President+Michael+Young+and+his+wife%2C+Marti+Young%2C+speak+with+The+Battalion+reporters+during+his+first+official+day+at+A%26amp%3BM+Friday.
Tanner Garza

President Michael Young and his wife, Marti Young, speak with The Battalion reporters during his first official day at A&M Friday.

A revitalized Kyle Field is months from its unveiling, enrollment continues to rise, construction projects dot the campus landscape and a handful of new deans are in place. And now, one more change at a university full of them — the president’s office has a permanent occupant.
Seated around a large wooden conference table in a conservative blue shirt and floral maroon tie, A&M president Michael K. Young spoke exclusively with The Battalion Friday morning about his first official day, his perceptions of the student body and his vision for the university’s future.
His optimism for the path on which A&M heads is rooted in, among other things, the nature of the students and the way he has been received.
“The passion for the university it something I’ve never seen,” Young said. “When you have all these former and current students and tremendous faculty supporters, all kind of galvanized behind this university, it really is unique.”

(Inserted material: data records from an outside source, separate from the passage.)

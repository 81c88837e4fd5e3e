//! Provider-shaped records as returned by the GitHub REST API.
//!
//! Every field is optional or defaulted: providers drift, elide large
//! payloads, and omit stats on list endpoints. Nothing downstream of
//! [`crate::normalize`] sees these types.

use chrono::{DateTime, Utc};
use indexmap::IndexMap;
use serde::{Deserialize, Serialize};

use crate::models::{Branch, Owner, Repository};

/// A commit as listed by `GET /repos/{owner}/{repo}/commits`
/// or returned by `GET /repos/{owner}/{repo}/commits/{sha}`.
#[derive(Debug, Clone, Default, PartialEq, Eq, Serialize, Deserialize)]
#[serde(default)]
pub struct RawCommit {
    pub sha: String,
    pub html_url: Option<String>,
    pub commit: RawCommitDetail,
    /// Present only on the single-commit endpoint.
    pub stats: Option<RawStats>,
    /// Present only on the single-commit endpoint.
    pub files: Option<Vec<RawFileChange>>,
}

#[derive(Debug, Clone, Default, PartialEq, Eq, Serialize, Deserialize)]
#[serde(default)]
pub struct RawCommitDetail {
    pub message: String,
    pub author: Option<RawSignature>,
    pub committer: Option<RawSignature>,
}

#[derive(Debug, Clone, Default, PartialEq, Eq, Serialize, Deserialize)]
#[serde(default)]
pub struct RawSignature {
    pub name: Option<String>,
    pub email: Option<String>,
    pub date: Option<DateTime<Utc>>,
}

#[derive(Debug, Clone, Default, PartialEq, Eq, Serialize, Deserialize)]
#[serde(default)]
pub struct RawStats {
    pub additions: Option<u64>,
    pub deletions: Option<u64>,
    pub total: Option<u64>,
}

/// A file entry of a commit.
#[derive(Debug, Clone, Default, PartialEq, Eq, Serialize, Deserialize)]
#[serde(default)]
pub struct RawFileChange {
    pub filename: String,
    /// `added`, `removed`, `modified`, `renamed`, `copied`, `changed`, `unchanged`.
    pub status: Option<String>,
    pub additions: Option<u64>,
    pub deletions: Option<u64>,
    pub changes: Option<u64>,
    pub patch: Option<String>,
    pub previous_filename: Option<String>,
}

#[derive(Debug, Clone, Default, Deserialize)]
#[serde(default)]
pub struct RawOwner {
    pub login: String,
    #[serde(rename = "type")]
    pub owner_type: Option<String>,
    pub avatar_url: Option<String>,
    pub html_url: Option<String>,
}

/// `GET /repos/{owner}/{repo}`.
#[derive(Debug, Clone, Default, Deserialize)]
#[serde(default)]
pub struct RawRepository {
    pub name: String,
    pub full_name: String,
    pub description: Option<String>,
    pub html_url: Option<String>,
    pub clone_url: Option<String>,
    pub ssh_url: Option<String>,
    pub language: Option<String>,
    pub stargazers_count: u64,
    pub forks_count: u64,
    pub watchers_count: u64,
    pub open_issues_count: u64,
    pub created_at: Option<DateTime<Utc>>,
    pub updated_at: Option<DateTime<Utc>>,
    pub pushed_at: Option<DateTime<Utc>>,
    pub default_branch: Option<String>,
    pub private: bool,
    pub owner: RawOwner,
}

impl RawRepository {
    /// Map into the internal model, attaching the separately fetched language breakdown.
    pub fn into_repository(self, languages: IndexMap<String, u64>) -> Repository {
        let url = self
            .html_url
            .unwrap_or_else(|| format!("https://github.com/{}", self.full_name));
        let clone_url = self
            .clone_url
            .unwrap_or_else(|| format!("{url}.git"));
        let ssh_url = self
            .ssh_url
            .unwrap_or_else(|| format!("git@github.com:{}.git", self.full_name));
        Repository {
            name: self.name,
            full_name: self.full_name,
            description: self.description.filter(|d| !d.trim().is_empty()),
            url,
            clone_url,
            ssh_url,
            language: self.language,
            languages,
            stars: self.stargazers_count,
            forks: self.forks_count,
            watchers: self.watchers_count,
            open_issues: self.open_issues_count,
            created_at: self.created_at,
            updated_at: self.updated_at,
            pushed_at: self.pushed_at,
            default_branch: self.default_branch.unwrap_or_else(|| "main".to_string()),
            is_private: self.private,
            owner: Owner {
                owner_type: self.owner.owner_type.unwrap_or_else(|| "User".to_string()),
                avatar_url: self.owner.avatar_url.unwrap_or_default(),
                url: self
                    .owner
                    .html_url
                    .unwrap_or_else(|| format!("https://github.com/{}", self.owner.login)),
                login: self.owner.login,
            },
        }
    }
}

#[derive(Debug, Clone, Default, Deserialize)]
#[serde(default)]
pub struct RawBranchCommit {
    pub sha: Option<String>,
}

/// `GET /repos/{owner}/{repo}/branches`.
#[derive(Debug, Clone, Default, Deserialize)]
#[serde(default)]
pub struct RawBranch {
    pub name: String,
    pub protected: bool,
    pub commit: RawBranchCommit,
}

impl From<RawBranch> for Branch {
    fn from(raw: RawBranch) -> Self {
        Branch {
            name: raw.name,
            protected: raw.protected,
            head_sha: raw.commit.sha,
        }
    }
}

Young, who was previously president of the universities of Utah and Washington, was put forward by the Board of Regents as the sole finalist for the A&M presidency on Feb. 3. Since then, a rapid transition took him to the table at which he sat Friday. He has had to formulate a leadership trajectory while indoctrinating himself in the unique Aggie culture. 
Luckily, he said, he’s had plenty of help.

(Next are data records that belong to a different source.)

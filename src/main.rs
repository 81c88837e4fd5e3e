//! commet: ask questions about a GitHub repository's recent commits.
//!
//! Entry point and error handling boundary. Uses `anyhow` for
//! ergonomic error propagation and user-facing messages.

mod cli;

use std::process;
use std::sync::Arc;

use anyhow::{Context, Result};
use clap::Parser;
use tracing_subscriber::EnvFilter;

use commet::aggregate;
use commet::config::Config;
use commet::constants;
use commet::env::Env;
use commet::error::{AnalysisError, ErrorKind};
use commet::hosting::HostingProvider;
use commet::hosting::github::GitHubClient;
use commet::pipeline::{Analyzer, AnalyzerOptions};
use commet::providers::rig::RigBackend;
use commet::session::QaSession;

use cli::args::{Cli, Command, OutputFormat, TargetArgs};

#[tokio::main]
async fn main() {
    init_logging();

    if let Err(err) = run().await {
        eprintln!("Error: {err:#}");
        if let Some(hint) = hint(&err) {
            eprintln!("  {hint}");
        }
        process::exit(1);
    }
}

/// Log to stderr, filtered by `COMMET_LOG` (default: warnings only).
fn init_logging() {
    let filter = EnvFilter::try_from_env(constants::ENV_LOG)
        .unwrap_or_else(|_| EnvFilter::new("warn"));
    tracing_subscriber::fmt()
        .with_env_filter(filter)
        .with_writer(std::io::stderr)
        .with_target(false)
        .init();
}

async fn run() -> Result<()> {
    let cli = Cli::parse();
    let renderer = cli.format.renderer();
    let verbose = !cli.quiet && cli.format == OutputFormat::Terminal;

    match cli.command {
        Command::Analyze(args) => {
            let config = load_config(cli.token)?;
            let analyzer = build_analyzer(&config, &args.target, false)?;
            if verbose {
                cli::print_status(&format!("Fetching {}", args.repo));
            }
            let snapshot = analyzer
                .request_analysis(&args.repo, args.target.branch.as_deref(), args.target.limit)
                .await?;
            let stats = aggregate::stats(&snapshot);
            print!("{}", renderer.render_analysis(&snapshot, &stats));
        }
        Command::Ask(args) => {
            let config = load_config(cli.token)?;
            let analyzer = build_analyzer(&config, &args.target, true)?;
            let model = args.model.unwrap_or_else(|| config.provider.model.clone());
            if verbose {
                cli::print_status(&format!("Analyzing {} with {model}", args.repo));
            }
            let exchange = analyzer
                .request_chat(
                    &args.question,
                    &args.repo,
                    args.target.branch.as_deref(),
                    args.target.limit,
                    &model,
                )
                .await?;
            print!("{}", renderer.render_exchange(&exchange));
        }
        Command::AskMany(args) => {
            let config = load_config(cli.token)?;
            let target = TargetArgs {
                branch: None,
                limit: args.limit,
                no_files: args.no_files,
            };
            let analyzer = build_analyzer(&config, &target, true)?;
            let model = args.model.unwrap_or_else(|| config.provider.model.clone());
            if verbose {
                cli::print_status(&format!(
                    "Analyzing {} repositories with {model}",
                    args.repos.len()
                ));
            }
            let exchange = analyzer
                .request_multi_chat(&args.question, &args.repos, args.limit, &model)
                .await?;
            print!("{}", renderer.render_multi_exchange(&exchange));
        }
        Command::Story(args) => {
            let config = load_config(cli.token)?;
            let analyzer = build_analyzer(&config, &args.target, true)?;
            let model = args.model.unwrap_or_else(|| config.provider.model.clone());
            if verbose {
                cli::print_status(&format!("Writing a {} story for {}", args.style, args.repo));
            }
            let story = analyzer
                .request_story(
                    &args.repo,
                    args.target.branch.as_deref(),
                    args.target.limit,
                    args.style,
                    &model,
                )
                .await?;
            print!("{}", renderer.render_story(&story));
        }
        Command::Branches(args) => {
            let config = load_config(cli.token)?;
            let target = TargetArgs {
                branch: None,
                limit: None,
                no_files: true,
            };
            let analyzer = build_analyzer(&config, &target, false)?;
            let branches = analyzer.list_branches(&args.repo).await?;
            print!("{}", renderer.render_branches(&args.repo, &branches));
        }
        Command::Version => run_version()?,
    }

    Ok(())
}

/// Layered config from the working directory and environment, with a
/// `--token` override on top.
fn load_config(token: Option<String>) -> Result<Config> {
    let cwd = std::env::current_dir().ok();
    let mut config =
        Config::load(cwd.as_deref(), &Env::real()).context("failed to load configuration")?;
    if token.is_some() {
        config.hosting.token = token;
    }
    Ok(config)
}

/// Wire the GitHub client and, for model-backed commands, the answer backend.
fn build_analyzer(config: &Config, target: &TargetArgs, with_session: bool) -> Result<Analyzer> {
    let hosting: Arc<dyn HostingProvider> = Arc::new(GitHubClient::new(&config.hosting)?);
    let options = AnalyzerOptions {
        max_concurrent_fetches: config.hosting.max_concurrent_fetches,
        default_limit: config.context.default_commits,
        with_file_changes: !target.no_files,
    };
    let mut analyzer = Analyzer::new(hosting, options);

    if with_session {
        let backend = RigBackend::new(config.provider.clone())?;
        analyzer = analyzer.with_session(QaSession::new(
            Arc::new(backend),
            config.context.options(),
        ));
    }

    Ok(analyzer)
}

/// A follow-up suggestion for errors the user can act on.
fn hint(err: &anyhow::Error) -> Option<String> {
    let err = err.downcast_ref::<AnalysisError>()?;
    match err.kind() {
        ErrorKind::Unauthorized => Some(format!(
            "Set {} (or {}) or pass --token.",
            constants::ENV_GITHUB_TOKEN,
            constants::ENV_GITHUB_TOKEN_FALLBACK
        )),
        ErrorKind::RateLimited => Some(match err.retry_after() {
            Some(delay) => format!(
                "GitHub rate limit reached. Retry in {}s or authenticate with --token.",
                delay.as_secs()
            ),
            None => "GitHub rate limit reached. Retry later or authenticate with --token."
                .to_string(),
        }),
        ErrorKind::Transport => Some("The request may succeed if retried.".to_string()),
        _ => None,
    }
}

/// Print detailed version and build information.
fn run_version() -> Result<()> {
    use colored::Colorize;

    println!("{} {}", constants::APP_NAME.bold(), constants::VERSION.green().bold());
    println!("{}     {}", "target:".dimmed(), constants::TARGET);
    Ok(())
}
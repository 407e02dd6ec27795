pub mod google_maps;
pub mod loader;
pub mod polyline;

“In some ways people have a remarkable enthusiasm to tell me how to run the university,” he joked.
Still, he has undergone an education of the university and its history, drawing on people like Marky Hussey, dean of the College of Agriculture and Life Sciences who served as interim A&M president. Hussey said he has had regular contact with Young about the student body, the Corps of Cadets, the core values, the “little renovation project” that is Kyle Field, ongoing searches to fill dean vacancies and more.

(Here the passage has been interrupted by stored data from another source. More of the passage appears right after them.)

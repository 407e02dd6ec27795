use std::sync::atomic::Ordering;
use std::sync::Arc;

use super::MapView;
use crate::{api::PositioningAPI, entities::Position};

impl MapView {
    /// Starts the one-shot location request in the background.
    pub fn mount(self: &Arc<Self>) {
        let view = Arc::clone(self);

        tokio::spawn(async move {
            view.acquire_location().await;
        });
    }

    /// Asks the positioning service for the current position exactly
    /// once per view. Returns whether this call issued the request.
    #[tracing::instrument(name = "MapView::acquire_location", skip(self))]
    pub async fn acquire_location(&self) -> bool {
        if self.mounted.swap(true, Ordering::SeqCst) {
            return false;
        }

        match self.services.current_position().await {
            Ok(position) => self.apply_position(position).await,
            Err(err) => {
                tracing::debug!("location unavailable, keeping default center: {}", err);
            }
        }

        true
    }

    async fn apply_position(&self, position: Position) {
        tracing::info!(
            "current position {:?} (accuracy {} m)",
            position.coordinates,
            position.accuracy
        );

        let mut state = self.state.lock().await;
        state.center = position.coordinates;
        state.last_known = Some(position);
    }
}
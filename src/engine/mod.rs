mod input_api;
mod location;
mod route_api;
mod surface_api;

use std::sync::atomic::{AtomicBool, AtomicU64, Ordering};
use tokio::sync::Mutex;
use uuid::Uuid;

use crate::{
    api::{DynServices, MapSurface, ViewAPI},
    entities::{Coordinates, InputField, Phase, Position, RouteResult},
};

/// Radius in metres around the map center that autocomplete is biased to.
pub const SUGGESTION_RADIUS: f64 = 50_000.0;

/// The single map view: owns all view state for its lifetime.
pub struct MapView {
    services: DynServices,
    state: Mutex<ViewState>,
    sequence: AtomicU64,
    mounted: AtomicBool,
    loaded: AtomicBool,
}

struct ViewState {
    center: Coordinates,
    last_known: Option<Position>,
    origin: String,
    destination: String,
    origin_session: Uuid,
    destination_session: Uuid,
    route: Option<RouteResult>,
    map: Option<Box<dyn MapSurface>>,
    marker: Option<Coordinates>,
}

impl ViewState {
    fn new() -> Self {
        Self {
            center: Coordinates::default(),
            last_known: None,
            origin: String::new(),
            destination: String::new(),
            origin_session: Uuid::new_v4(),
            destination_session: Uuid::new_v4(),
            route: None,
            map: None,
            marker: None,
        }
    }

    fn home(&self) -> Coordinates {
        self.last_known
            .as_ref()
            .map(|p| p.coordinates)
            .unwrap_or_default()
    }

    fn input(&self, field: InputField) -> &str {
        match field {
            InputField::Origin => &self.origin,
            InputField::Destination => &self.destination,
        }
    }

    fn input_mut(&mut self, field: InputField) -> &mut String {
        match field {
            InputField::Origin => &mut self.origin,
            InputField::Destination => &mut self.destination,
        }
    }

    fn session(&self, field: InputField) -> Uuid {
        match field {
            InputField::Origin => self.origin_session,
            InputField::Destination => self.destination_session,
        }
    }

    fn renew_session(&mut self, field: InputField) {
        match field {
            InputField::Origin => self.origin_session = Uuid::new_v4(),
            InputField::Destination => self.destination_session = Uuid::new_v4(),
        }
    }
}

impl MapView {
    pub fn new(services: DynServices) -> Self {
        Self {
            services,
            state: Mutex::new(ViewState::new()),
            sequence: AtomicU64::new(0),
            mounted: AtomicBool::new(false),
            loaded: AtomicBool::new(false),
        }
    }

    /// Called once the maps library gate has resolved.
    #[tracing::instrument(name = "MapView::mark_loaded", skip(self))]
    pub fn mark_loaded(&self) {
        if !self.loaded.swap(true, Ordering::SeqCst) {
            tracing::info!("map view ready");
        }
    }

    pub fn phase(&self) -> Phase {
        if self.loaded.load(Ordering::SeqCst) {
            Phase::Ready
        } else {
            Phase::Loading
        }
    }

    fn next_sequence(&self) -> u64 {
        self.sequence.fetch_add(1, Ordering::SeqCst) + 1
    }

    fn is_latest(&self, sequence: u64) -> bool {
        self.sequence.load(Ordering::SeqCst) == sequence
    }
}

impl ViewAPI for MapView {}
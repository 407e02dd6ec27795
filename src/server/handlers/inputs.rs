use axum::extract::{Extension, Json, Path, Query};
use serde::{Deserialize, Serialize};

use crate::api::{InputAPI, SurfaceAPI};
use crate::entities::{InputField, PlaceSuggestion, PlaceSuggestions, ViewSnapshot};
use crate::error::Error;
use crate::server::DynViewAPI;

#[derive(Serialize, Deserialize)]
pub struct UpdateParams {
    text: String,
}

#[derive(Serialize, Deserialize)]
pub struct SuggestionParams {
    input: String,
}

pub async fn update(
    Extension(view): Extension<DynViewAPI>,
    Path(field): Path<String>,
    Json(params): Json<UpdateParams>,
) -> Result<Json<ViewSnapshot>, Error> {
    let field: InputField = field.parse()?;
    view.set_input(field, params.text).await;

    Ok(view.snapshot().await.into())
}

pub async fn suggestions(
    Extension(view): Extension<DynViewAPI>,
    Path(field): Path<String>,
    Query(params): Query<SuggestionParams>,
) -> Result<Json<PlaceSuggestions>, Error> {
    let field: InputField = field.parse()?;
    let suggestions = view.place_suggestions(field, params.input).await;

    Ok(suggestions.into())
}

pub async fn select_place(
    Extension(view): Extension<DynViewAPI>,
    Path(field): Path<String>,
    Json(suggestion): Json<PlaceSuggestion>,
) -> Result<Json<ViewSnapshot>, Error> {
    let field: InputField = field.parse()?;
    view.select_place(field, suggestion).await;

    Ok(view.snapshot().await.into())
}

Hussey’s advice for Young is simple: Listen well and adapt to the Texas A&M environment, something he said applies to all leaders entering new roles and new locales.
“You may come in with a set of ideas, but there’s nothing that’s cookie-cutter about it,” Hussey said. “You just can’t pick up what you did one place and replicate it somewhere else. Each institution, each leadership opportunity is really different.”
Young’s first day concludes a week marked by student outcry over the regents’ decision to modify the university seal and rename the MSC Flag Room. An online petition garnered more than 10,000 signatures and Student Senate unanimously passed a resolution in opposition. 
Young said the problem does not come from “mistakes of the heart.”
“I’ve worked with a lot of higher education boards over the years,” Young said. “And I’ll tell you something that I’ll hope you credit, because I think it really is true: I don’t think I’ve ever dealt with a board that has the kind of love and passion for students that this Board of Regents does.”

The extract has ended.